As some of you may be aware, I have recently moved to a nice newly built building complying with all sort of yet to be enforced standards in construction and very much ready for the future in matter of telecommunications.
I therefore found myself under the misguided impression that it would be a cinch to get a phone line connected for my Internet access. How wrong was I!
You see, I am getting a fairly good deal on broadband from my mobile phone provider and I almost never use the landline for calls (I am infact considering not even giving out the new number once I have it), so I am only interested in renting the line for Internet access.
This right away discounted my previous provider who, as I have learnt, are using using a technology called local loop unbundling (LLU). Apparently this means that they can offer cheaper deals but it also mean that I would have to take on all sorts of bundles (including broadband) I am not remotely interested in (and incidentally pay more than I did so far).
So the only option seems to be BT. I therefore gave them a ring, set up an account and an appointment for an engineer to come round and connect the line was set up. I booked some time off work.
A couple of days before I received a text confirming the appointment but showing my former postcode. I rang them to make sure that they had the right details and that the appointment would indeed happen. All was fine, I was told.
The day of the appointement came and I dutifully spent the afternoon (from 1pm to 6pm) at home waiting for the engineer to come. He didn't.
By 6.30pm, I was on the phone to BT, asking why the engineer hadn't turned up and why I hadn't been notified.
It turns out that Openreach, BT's provider for connections, had decided that some extra external work was required for the connection to happen. And that BT had been notified of this by the time I had rang them to confirm the appointment. You know, when I was told that all was fine...
I wasn't particularly impressed, especially when I knew that other people in the building had already had their lines connected by Openreach...

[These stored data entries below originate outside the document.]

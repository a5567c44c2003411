//! Mapping of pipeline errors onto HTTP responses.

use axum::{
    extract::rejection::JsonRejection,
    http::StatusCode,
    response::{IntoResponse, Response},
    Json,
};
use gia_core::{AnalyzerError, ErrorKind};
use serde::Serialize;
use tracing::warn;

/// Body of every failed response.
#[derive(Debug, Serialize)]
pub struct ErrorBody {
    pub error: String,
}

/// Error returned by route handlers.
#[derive(Debug)]
pub enum ApiError {
    Analyzer(AnalyzerError),
    InvalidBody(JsonRejection),
}

impl ApiError {
    pub fn status(&self) -> StatusCode {
        match self {
            Self::InvalidBody(_) => StatusCode::UNPROCESSABLE_ENTITY,
            Self::Analyzer(err) => match err.kind() {
                ErrorKind::InvalidRequest => StatusCode::UNPROCESSABLE_ENTITY,
                ErrorKind::Fetch | ErrorKind::Generation => StatusCode::INTERNAL_SERVER_ERROR,
            },
        }
    }
}

impl From<AnalyzerError> for ApiError {
    fn from(err: AnalyzerError) -> Self {
        Self::Analyzer(err)
    }
}

impl From<JsonRejection> for ApiError {
    fn from(rejection: JsonRejection) -> Self {
        Self::InvalidBody(rejection)
    }
}

impl IntoResponse for ApiError {
    fn into_response(self) -> Response {
        let status = self.status();
        let message = match &self {
            Self::Analyzer(err) => err.to_string(),
            Self::InvalidBody(rejection) => rejection.body_text(),
        };
        warn!(status = %status, error = %message, "Request failed");
        (status, Json(ErrorBody { error: message })).into_response()
    }
}
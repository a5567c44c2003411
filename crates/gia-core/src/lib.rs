//! GIA Core Library
//!
//! Fetches a GitHub issue and asks a chat completion model to analyze it.

pub mod analyzer;
pub mod config;
pub mod error;
pub mod github;
pub mod issue;
pub mod llm;
pub mod prompt;

pub use analyzer::IssueAnalyzer;
pub use config::AnalyzerConfig;
pub use error::{AnalyzerError, ErrorKind, FetchError, GenerationError, GiaResult};
pub use issue::{Analysis, IssueData, IssueRequest};
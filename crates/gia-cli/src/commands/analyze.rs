//! One-shot issue analysis from the terminal.

use anyhow::Result;
use clap::Args;
use gia_core::{IssueAnalyzer, IssueRequest};

use super::provider::ProviderArgs;
use crate::output;

#[derive(Args)]
pub struct AnalyzeArgs {
    /// Repository owner
    pub owner: String,

    /// Repository name
    pub repo: String,

    /// Issue number
    pub issue_number: u64,

    /// Print the result as JSON
    #[arg(long)]
    pub json: bool,

    #[command(flatten)]
    pub provider: ProviderArgs,
}

pub async fn execute(args: AnalyzeArgs) -> Result<()> {
    let config = args.provider.into_config()?;
    let analyzer = IssueAnalyzer::from_config(&config)?;
    let request = IssueRequest::new(args.owner, args.repo, args.issue_number);

    let analysis = analyzer.analyze(&request).await?;

    if args.json {
        println!("{}", serde_json::to_string_pretty(&analysis)?);
    } else {
        output::print_analysis(&request, &analysis.analysis);
    }

    Ok(())
}
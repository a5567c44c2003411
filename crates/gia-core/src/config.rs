//! Runtime configuration for the analysis pipeline.

use std::time::Duration;

/// Default GitHub REST API URL.
pub const DEFAULT_GITHUB_API_URL: &str = "https://api.github.com";

/// Default OpenAI-compatible chat completion base URL.
pub const DEFAULT_MODEL_BASE_URL: &str = "https://openrouter.ai/api/v1";

/// Default chat model.
pub const DEFAULT_MODEL: &str = "gpt-3.5-turbo";

/// Low temperature keeps the analysis focused.
pub const DEFAULT_TEMPERATURE: f64 = 0.3;

/// Default timeout applied to each outbound request, in seconds.
pub const DEFAULT_TIMEOUT_SECS: u64 = 60;

/// Environment variable holding the model provider API key.
pub const API_KEY_ENV: &str = "OPENAI_API_KEY";

/// Settings shared by the issue fetcher and the model client.
#[derive(Clone)]
pub struct AnalyzerConfig {
    pub api_key: String,
    pub model_base_url: String,
    pub model: String,
    pub temperature: f64,
    pub github_api_url: String,
    pub timeout: Duration,
}

impl AnalyzerConfig {
    /// Create a config with default endpoints for the given API key.
    pub fn new(api_key: impl Into<String>) -> Self {
        Self {
            api_key: api_key.into(),
            model_base_url: DEFAULT_MODEL_BASE_URL.to_string(),
            model: DEFAULT_MODEL.to_string(),
            temperature: DEFAULT_TEMPERATURE,
            github_api_url: DEFAULT_GITHUB_API_URL.to_string(),
            timeout: Duration::from_secs(DEFAULT_TIMEOUT_SECS),
        }
    }

    pub fn with_model_base_url(mut self, url: impl Into<String>) -> Self {
        self.model_base_url = url.into();
        self
    }

    pub fn with_model(mut self, model: impl Into<String>) -> Self {
        self.model = model.into();
        self
    }

    pub fn with_temperature(mut self, temperature: f64) -> Self {
        self.temperature = temperature;
        self
    }

    pub fn with_github_api_url(mut self, url: impl Into<String>) -> Self {
        self.github_api_url = url.into();
        self
    }

    pub fn with_timeout(mut self, timeout: Duration) -> Self {
        self.timeout = timeout;
        self
    }
}

// The API key stays out of debug output and logs.
impl std::fmt::Debug for AnalyzerConfig {
    fn fmt(&self, f: &mut std::fmt::Formatter<'_>) -> std::fmt::Result {
        f.debug_struct("AnalyzerConfig")
            .field("api_key", &"<redacted>")
            .field("model_base_url", &self.model_base_url)
            .field("model", &self.model)
            .field("temperature", &self.temperature)
            .field("github_api_url", &self.github_api_url)
            .field("timeout", &self.timeout)
            .finish()
    }
}
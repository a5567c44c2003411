//! Chat prompt construction for issue analysis.

use crate::issue::IssueData;
use crate::llm::ChatMessage;

/// System instruction sent ahead of every issue.
pub const SYSTEM_PROMPT: &str =
    "You are an assistant that analyzes GitHub issues and provides summaries and suggestions.";

/// Render the user message for an issue. Missing fields render as empty text.
pub fn build_user_message(issue: &IssueData) -> String {
    format!(
        "Issue Title: {}\n\nDescription:\n{}",
        issue.title(),
        issue.body()
    )
}

/// The two-message exchange: system instruction, then the issue.
pub fn build_messages(issue: &IssueData) -> Vec<ChatMessage> {
    vec![
        ChatMessage::system(SYSTEM_PROMPT),
        ChatMessage::user(build_user_message(issue)),
    ]
}
//! GitHub REST client for reading a single issue.
//!
//! Requests are unauthenticated, so they share GitHub's anonymous rate limit.

use std::time::Duration;

use tracing::debug;

use crate::error::{AnalyzerError, FetchError, GiaResult};
use crate::issue::IssueData;

/// GitHub rejects requests that carry no user agent.
const USER_AGENT: &str = concat!("gia/", env!("CARGO_PKG_VERSION"));

const GITHUB_ACCEPT: &str = "application/vnd.github+json";

/// Issue tracker client.
#[derive(Clone)]
pub struct GitHubClient {
    base_url: String,
    client: reqwest::Client,
}

impl GitHubClient {
    /// Create a client against the given API URL with a per-request timeout.
    pub fn new(base_url: &str, timeout: Duration) -> GiaResult<Self> {
        let client = reqwest::Client::builder()
            .timeout(timeout)
            .user_agent(USER_AGENT)
            .build()
            .map_err(AnalyzerError::HttpClient)?;

        Ok(Self {
            base_url: base_url.trim_end_matches('/').to_string(),
            client,
        })
    }

    fn issue_url(&self, owner: &str, repo: &str, issue_number: u64) -> String {
        format!(
            "{}/repos/{}/{}/issues/{}",
            self.base_url, owner, repo, issue_number
        )
    }

    /// Fetch one issue. Any non-2xx status becomes [`FetchError::Status`].
    pub async fn fetch_issue(
        &self,
        owner: &str,
        repo: &str,
        issue_number: u64,
    ) -> Result<IssueData, FetchError> {
        let url = self.issue_url(owner, repo, issue_number);
        debug!(url = %url, "Fetching GitHub issue");

        let response = self
            .client
            .get(&url)
            .header(reqwest::header::ACCEPT, GITHUB_ACCEPT)
            .send()
            .await
            .map_err(FetchError::Transport)?;

        let status = response.status();
        if !status.is_success() {
            let body = response.text().await.unwrap_or_default();
            return Err(FetchError::Status {
                status: status.as_u16(),
                body,
            });
        }

        let issue: IssueData = response.json().await.map_err(FetchError::Decode)?;

        debug!(
            number = ?issue.number,
            state = ?issue.state,
            html_url = ?issue.html_url,
            "Fetched GitHub issue"
        );

        Ok(issue)
    }
}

I was told to ring again in a week and was offered a free month of line rental as compensation. That's £12. Yes, 12 measly pounds, when I have wasted a day off, spent an afternoon waiting and will have to pay £127 for the connection to take place.
But sadly, this is not all.
A week later, on the Tuesday, I was on that phone asking what was what. I was told that as expected the work was mostly completed and that my line should be connected (note without the need for a visit by an engineer!) on Wednesday. I would be sent an email to confirm that.
On Thursday the email hadn't arrived. I sent an email to BTcare (yes, I know!), the customer service, who to there credit a fairly responsive if totally ineffective and was told that all was good and that the line should be working by 8pm that night.
That was last night. This morning, the line is still not working and I am starting to lose my rag.
I am waiting for BTcare to get back to me with whatever wooly explaination they can come up with. Needless to say, I am not recommending BT to anyone. The most frustrating that, due to my circumstances, I am stuck with using them. Where is the competition in this? Ofcom, who has been contacted, doesn't seem to see any problem in this situation.
Watch this space for an update, if you can bear it.
Update - 13 August 2010 - 11:17:
Well it looks like some has been telling porkies. The line is actually not ready to be connected. As per the latest email from BT: "Openreach have advised that there is still a lineplant issue which means cabling is not fully installed in the area around the property and is required to complete the work. They are reviewing the next steps today and following that discussion they will advise of a way forward. They also advise that they are ready to go ahead with installing the additional cabling required so the resolution should not be to far away."
Strange that, really... Since 2007, London's tallest residential building comprising more that 400 units has been under construction and it is only now that people are moving in that BT/Openreach realise that the inhabitants of said building may want to get phone lines and that they should perhaps do something about it to have the external infrastructure ready... Good planning, guys!